We were heading for the Fuentes Georginas - some hot springs just south of Xela, near Zunil, where we had read that it is possible to stay overnight in the parking lot. They are up in the mountains and supposed to give an incredible view. The road up from Zunil is very narrow, and winds through vegetable gardens that come right to the edge of the road and stretch up the steep sides of the mountains. I am sometimes stunned by what an easy life we have compared to these people, working long days on steep slopes in what must be physically exhausting positions for the human body.
It was quite cold and overcast when we arrived late in the afternoon, so it was not possible to see any amazing views, except the top of the clouds. My cold was getting worse and it was late in the day so we didn't go in the pools. It seemed like it would be a nice place to spend some time if the weather were nice - they even have small units for rent. It appeared as though it should be a quiet place, but just on dusk they turned on a generator which kept going until the early hours of the morning - we think it ran out of fuel! We couldn't work out why it was running as we were the only people staying there.

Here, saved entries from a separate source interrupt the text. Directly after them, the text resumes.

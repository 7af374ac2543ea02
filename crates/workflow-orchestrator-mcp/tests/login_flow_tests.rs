//! Interactive login step in front of `/authorize`.

mod common;

use axum::Router;
use axum::body::Body;
use axum::http::{Request, StatusCode, header};
use tower::ServiceExt;

use common::*;
use workflow_orchestrator_mcp::config::{Config, DemoLogin};

async fn build_login_app() -> Router {
    let mut config = Config::for_testing(BASE_URL);
    config.demo_login = Some(DemoLogin { username: "demo".to_string(), password: "hunter2".to_string() });
    build_server(config).await.router()
}

async fn login(app: &Router, username: &str, password: &str, return_to: &str) -> axum::http::Response<Body> {
    post_form(app, "/login", &[("username", username), ("password", password), ("return_to", return_to)]).await
}

fn session_cookie(response: &axum::http::Response<Body>) -> String {
    let set_cookie = response.headers().get(header::SET_COOKIE).unwrap().to_str().unwrap();
    set_cookie.split(';').next().unwrap().to_string()
}

#[tokio::test]
async fn test_authorize_without_session_shows_login_page() {
    let app = build_login_app().await;
    let client_id = register_client(&app).await;
    let uri = authorize_uri(&authorize_query(&client_id, &s256(VERIFIER), "S256"));

    let response = get(&app, &uri).await;
    assert_eq!(response.status(), StatusCode::OK);
    assert!(response.headers().get(header::LOCATION).is_none());

    let html = body_text(response).await;
    assert!(html.contains(r#"action="/login""#));
    assert!(html.contains("Task Assistant"));
    assert!(html.contains(r#"name="return_to" value="/authorize?"#));
}

#[tokio::test]
async fn test_invalid_authorize_request_fails_before_login() {
    let app = build_login_app().await;

    let response = get(&app, &authorize_uri(&authorize_query("client_unknown", &s256(VERIFIER), "S256"))).await;
    assert_eq!(response.status(), StatusCode::UNAUTHORIZED);
    assert_eq!(body_json(response).await["error"], "invalid_client");
}

#[tokio::test]
async fn test_login_then_authorize_issues_code() {
    let app = build_login_app().await;
    let client_id = register_client(&app).await;
    let return_to = authorize_uri(&authorize_query(&client_id, &s256(VERIFIER), "S256"));

    let response = login(&app, "demo", "hunter2", &return_to).await;
    assert_eq!(response.status(), StatusCode::SEE_OTHER);
    assert_eq!(response.headers().get(header::LOCATION).unwrap(), return_to.as_str());

    let set_cookie = response.headers().get(header::SET_COOKIE).unwrap().to_str().unwrap().to_string();
    assert!(set_cookie.starts_with("demo_session="));
    assert!(set_cookie.contains("HttpOnly"));
    assert!(set_cookie.contains("SameSite=Lax"));
    assert!(set_cookie.contains("Secure"));
    let cookie = session_cookie(&response);

    let response = app
        .clone()
        .oneshot(Request::get(&return_to).header(header::COOKIE, &cookie).body(Body::empty()).unwrap())
        .await
        .unwrap();
    assert_eq!(response.status(), StatusCode::FOUND);
    let code = redirect_params(&response).remove("code").unwrap();

    let response = exchange_code(&app, &client_id, &code, VERIFIER).await;
    assert_eq!(response.status(), StatusCode::OK);
}

#[tokio::test]
async fn test_wrong_password_rerenders_page() {
    let app = build_login_app().await;
    let client_id = register_client(&app).await;
    let return_to = authorize_uri(&authorize_query(&client_id, &s256(VERIFIER), "S256"));

    let response = login(&app, "demo", "wrong", &return_to).await;
    assert_eq!(response.status(), StatusCode::UNAUTHORIZED);
    assert!(response.headers().get(header::SET_COOKIE).is_none());

    let html = body_text(response).await;
    assert!(html.contains("Invalid username or password"));
    assert!(html.contains("Task Assistant"));
}

#[tokio::test]
async fn test_login_rejects_offsite_return_to() {
    let app = build_login_app().await;

    let response = login(&app, "demo", "hunter2", "https://evil.example/authorize?x=1").await;
    assert_eq!(response.status(), StatusCode::BAD_REQUEST);
    assert!(response.headers().get(header::SET_COOKIE).is_none());
}

#[tokio::test]
async fn test_forged_session_cookie_is_ignored() {
    let app = build_login_app().await;
    let client_id = register_client(&app).await;
    let uri = authorize_uri(&authorize_query(&client_id, &s256(VERIFIER), "S256"));

    let response = app
        .clone()
        .oneshot(
            Request::get(&uri)
                .header(header::COOKIE, "demo_session=forged.session.value")
                .body(Body::empty())
                .unwrap(),
        )
        .await
        .unwrap();
    assert_eq!(response.status(), StatusCode::OK);
    assert!(body_text(response).await.contains(r#"action="/login""#));
}

#[tokio::test]
async fn test_login_disabled_by_default() {
    let app = build_app().await;

    let response = login(&app, "demo", "hunter2", "/authorize?client_id=x").await;
    assert_eq!(response.status(), StatusCode::FORBIDDEN);
    assert!(response.headers().get(header::SET_COOKIE).is_none());
    assert_eq!(body_json(response).await["error"], "access_denied");
}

The next morning was much clearer and we drove back down the mountain to Xela in sunshine. We stopped in Xela to get some work done on the truck - oil change and brake check - and to do some shopping, and then headed back to Pana. There was quite a bit of rain on the way (our share of the weather brought by hurricane Dean which wreaked such havoc in the Yucatan) which made it very muddy in places due to the ongoing extensive roadworks on this stretch of road. We had experienced quite lengthy hold-ups the first time we had visited Xela, but this time it wasn't so bad and we were pleased to arrive back in Pana at our lakeside campsite at a reasonable hour - we just got the camper set up in position and the rain arrived. I then spent the next two days in bed, reading and sleeping.

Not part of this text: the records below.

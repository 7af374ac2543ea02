//! OAuth 2.0 endpoint handlers.
//!
//! Implements:
//! - RFC 9728: OAuth Protected Resource Metadata
//! - RFC 8414: OAuth Authorization Server Metadata
//! - RFC 7591: Dynamic Client Registration
//! - RFC 7636: PKCE (S256, plain)
//! - RFC 6749: Authorization Code and Refresh Token grants
//! - RFC 7009: Token Revocation

use std::sync::Arc;

use axum::{
    Form, Json,
    extract::{Query, State, rejection::FormRejection, rejection::JsonRejection},
    http::{HeaderValue, StatusCode, Uri, header},
    response::{Html, IntoResponse, Redirect, Response},
};
use axum_extra::extract::CookieJar;
use axum_extra::extract::cookie::{Cookie, SameSite};
use url::Url;

use super::login::{self, SESSION_COOKIE};
use super::types::{AuthorizeQuery, LoginForm, RegisterRequest, RevokeRequest, TokenRequest, TokenResponse};
use crate::error::OAuthError;
use crate::server::transport::HttpState;

// ─── RFC 9728: Protected Resource Metadata ───────────────────────────────────

/// `GET /.well-known/oauth-protected-resource`
///
/// Tells clients where to find the authorization server for this resource.
pub async fn handle_protected_resource(State(state): State<Arc<HttpState>>) -> impl IntoResponse {
    Json(state.oauth.protected_resource_metadata())
}

// ─── RFC 8414: Authorization Server Metadata ─────────────────────────────────

/// `GET /.well-known/oauth-authorization-server` and `/.well-known/openid-configuration`
pub async fn handle_auth_server_metadata(State(state): State<Arc<HttpState>>) -> impl IntoResponse {
    Json(state.oauth.authorization_server_metadata())
}

/// `GET /.well-known/jwks.json`
///
/// Only published when tokens are RSA-signed.
pub async fn handle_jwks(State(state): State<Arc<HttpState>>) -> Response {
    match state.oauth.codec().jwks() {
        Some(jwks) => Json(jwks).into_response(),
        None => (
            StatusCode::NOT_FOUND,
            Json(serde_json::json!({
                "error": "not_found",
                "error_description": "JWKS is only published for RSA signing keys"
            })),
        )
            .into_response(),
    }
}

// ─── RFC 7591: Dynamic Client Registration ───────────────────────────────────

/// `POST /register`
pub async fn handle_register(
    State(state): State<Arc<HttpState>>,
    payload: Result<Json<RegisterRequest>, JsonRejection>,
) -> Response {
    let Json(req) = match payload {
        Ok(payload) => payload,
        Err(rejection) => return OAuthError::invalid_request(rejection.body_text()).into_response(),
    };

    match state.oauth.register(req).await {
        Ok(client) => Json(client).into_response(),
        Err(e) => e.into_response(),
    }
}

// ─── Authorization Endpoint ──────────────────────────────────────────────────

/// `GET /authorize`
///
/// Auto-approves for the configured default subject. With demo login
/// configured, a request without a valid session cookie gets the login page
/// instead and resumes here after `POST /login`.
pub async fn handle_authorize(
    State(state): State<Arc<HttpState>>,
    Query(query): Query<AuthorizeQuery>,
    uri: Uri,
    jar: CookieJar,
) -> Response {
    let request = match state.oauth.validate_authorization(&query).await {
        Ok(request) => request,
        Err(e) => return e.into_response(),
    };

    let subject = if state.config.login_enabled() {
        let session = jar
            .get(SESSION_COOKIE)
            .and_then(|cookie| state.oauth.login_session_subject(cookie.value()));
        let Some(subject) = session else {
            let return_to = format!("/authorize?{}", uri.query().unwrap_or_default());
            let client_name = request.client.client_name.as_deref().unwrap_or(&request.client.client_id);
            return Html(login::render_login_page(client_name, &return_to, None)).into_response();
        };
        subject
    } else {
        state.config.default_subject.clone()
    };

    match state.oauth.approve(&request, &subject).await {
        Ok(location) => (StatusCode::FOUND, [(header::LOCATION, location.to_string())]).into_response(),
        Err(e) => e.into_response(),
    }
}

/// `POST /login`
///
/// Checks the demo credentials, sets the `demo_session` cookie and sends the
/// browser back to the original authorize URL.
pub async fn handle_login(
    State(state): State<Arc<HttpState>>,
    jar: CookieJar,
    form: Result<Form<LoginForm>, FormRejection>,
) -> Response {
    if !state.config.login_enabled() {
        return OAuthError::access_denied("Interactive login is not enabled").into_response();
    }

    let Form(form) = match form {
        Ok(form) => form,
        Err(rejection) => return OAuthError::invalid_request(rejection.body_text()).into_response(),
    };

    if !login::is_safe_return_to(&form.return_to) {
        return OAuthError::invalid_request("return_to must be an /authorize URL").into_response();
    }

    if !state.oauth.verify_credentials(&form.username, &form.password) {
        tracing::warn!(username = %form.username, "Failed login attempt");
        let client_name = client_display_name(&state, &form.return_to).await;
        let page = login::render_login_page(
            &client_name,
            &form.return_to,
            Some("Invalid username or password"),
        );
        return (StatusCode::UNAUTHORIZED, Html(page)).into_response();
    }

    let session = match state.oauth.start_login_session(&form.username) {
        Ok(session) => session,
        Err(e) => return e.into_response(),
    };

    let cookie = Cookie::build((SESSION_COOKIE, session.token))
        .http_only(true)
        .secure(state.config.public_base_url.starts_with("https://"))
        .same_site(SameSite::Lax)
        .path("/")
        .build();

    tracing::info!(username = %form.username, "Login succeeded");
    (jar.add(cookie), Redirect::to(&form.return_to)).into_response()
}

// ─── Token Endpoint ──────────────────────────────────────────────────────────

/// `POST /token`
///
/// Exchange an authorization code for tokens, or refresh an access token.
pub async fn handle_token(
    State(state): State<Arc<HttpState>>,
    form: Result<Form<TokenRequest>, FormRejection>,
) -> Response {
    let Form(form) = match form {
        Ok(form) => form,
        Err(rejection) => return no_store(OAuthError::invalid_request(rejection.body_text()).into_response()),
    };

    match state.oauth.exchange(&form).await {
        Ok(tokens) => token_success(tokens),
        Err(e) => no_store(e.into_response()),
    }
}

// ─── RFC 7009: Token Revocation ──────────────────────────────────────────────

/// `POST /revoke`
///
/// Always 200 once a token is presented, whether or not it was known.
pub async fn handle_revoke(
    State(state): State<Arc<HttpState>>,
    form: Result<Form<RevokeRequest>, FormRejection>,
) -> Response {
    let Form(form) = match form {
        Ok(form) => form,
        Err(rejection) => return OAuthError::invalid_request(rejection.body_text()).into_response(),
    };

    match state.oauth.revoke(&form).await {
        Ok(()) => Json(serde_json::json!({})).into_response(),
        Err(e) => e.into_response(),
    }
}

/// Build a token response with required OAuth 2.0 cache headers (RFC 6749 §5.1).
fn token_success(tokens: TokenResponse) -> Response {
    no_store(Json(tokens).into_response())
}

fn no_store(mut response: Response) -> Response {
    let headers = response.headers_mut();
    headers.insert(header::CACHE_CONTROL, HeaderValue::from_static("no-store"));
    headers.insert(header::PRAGMA, HeaderValue::from_static("no-cache"));
    response
}

/// Client name for the login page, looked up from the `client_id` in `return_to`.
async fn client_display_name(state: &HttpState, return_to: &str) -> String {
    const FALLBACK: &str = "An application";

    let Ok(url) = Url::parse(&state.config.endpoint(return_to)) else {
        return FALLBACK.to_string();
    };
    let Some(client_id) = url.query_pairs().find(|(k, _)| k == "client_id").map(|(_, v)| v.into_owned())
    else {
        return FALLBACK.to_string();
    };

    match state.oauth.store().find_client_by_id(&client_id).await {
        Ok(Some(client)) => client.client_name.unwrap_or(client.client_id),
        _ => FALLBACK.to_string(),
    }
}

The flu was the first major illness I had suffered on this trip and I must say that I resented the intrusion! Juergen eventually succumbed too - almost impossible to keep it to oneself in such a small living space. We tried to keep going to Spanish school, but finally had to give up and take a few days off. Other than that, the stay here has been quite pleasant. We haven't had a lot of time to spare, with 4 hours of Spanish per day and homework as well, but we have the satisfaction of being able to communicate our needs more clearly all the time.
We did take the time to visit the market in Sololá, which is a larger town up a steep hill from Pana. The first time we jumped in the back of a "picop" - Spanish for pickup truck. They operate as collectivos to transport people, and almost anything else that will fit in the back or can be tied on the sides! It was quite exhilarating standing in the back, squeezed in with all the locals, travelling up this winding hill that gave us the most amazing views of the lake.
The market is a cacophony of colour, sounds and confusion. It seems that everyone from miles around is present, shoving their way through the narrow aisles between the stalls to be first for the bargains on offer, or just collecting in the central plaza to socialise and eat. One thing I noticed in this melee, was that the older and smaller the person (usually a woman) the more they pushed their way through the crowd with no concern for whose toes were being trodden on or whose ribs were being elbowed! And if you stop moving to let someone pass, you will rapidly be stranded in that spot as people from both directions hurry past you. It is not to be recommended for those who value their personal space or have any tendency towards claustrophobia. Juergen loved photographing this gathering so much that I think he took countless photos of the chaos and the interesting faces of the people. After deleting all but the best we still have a collection of some 150 photos from our two visits to the market.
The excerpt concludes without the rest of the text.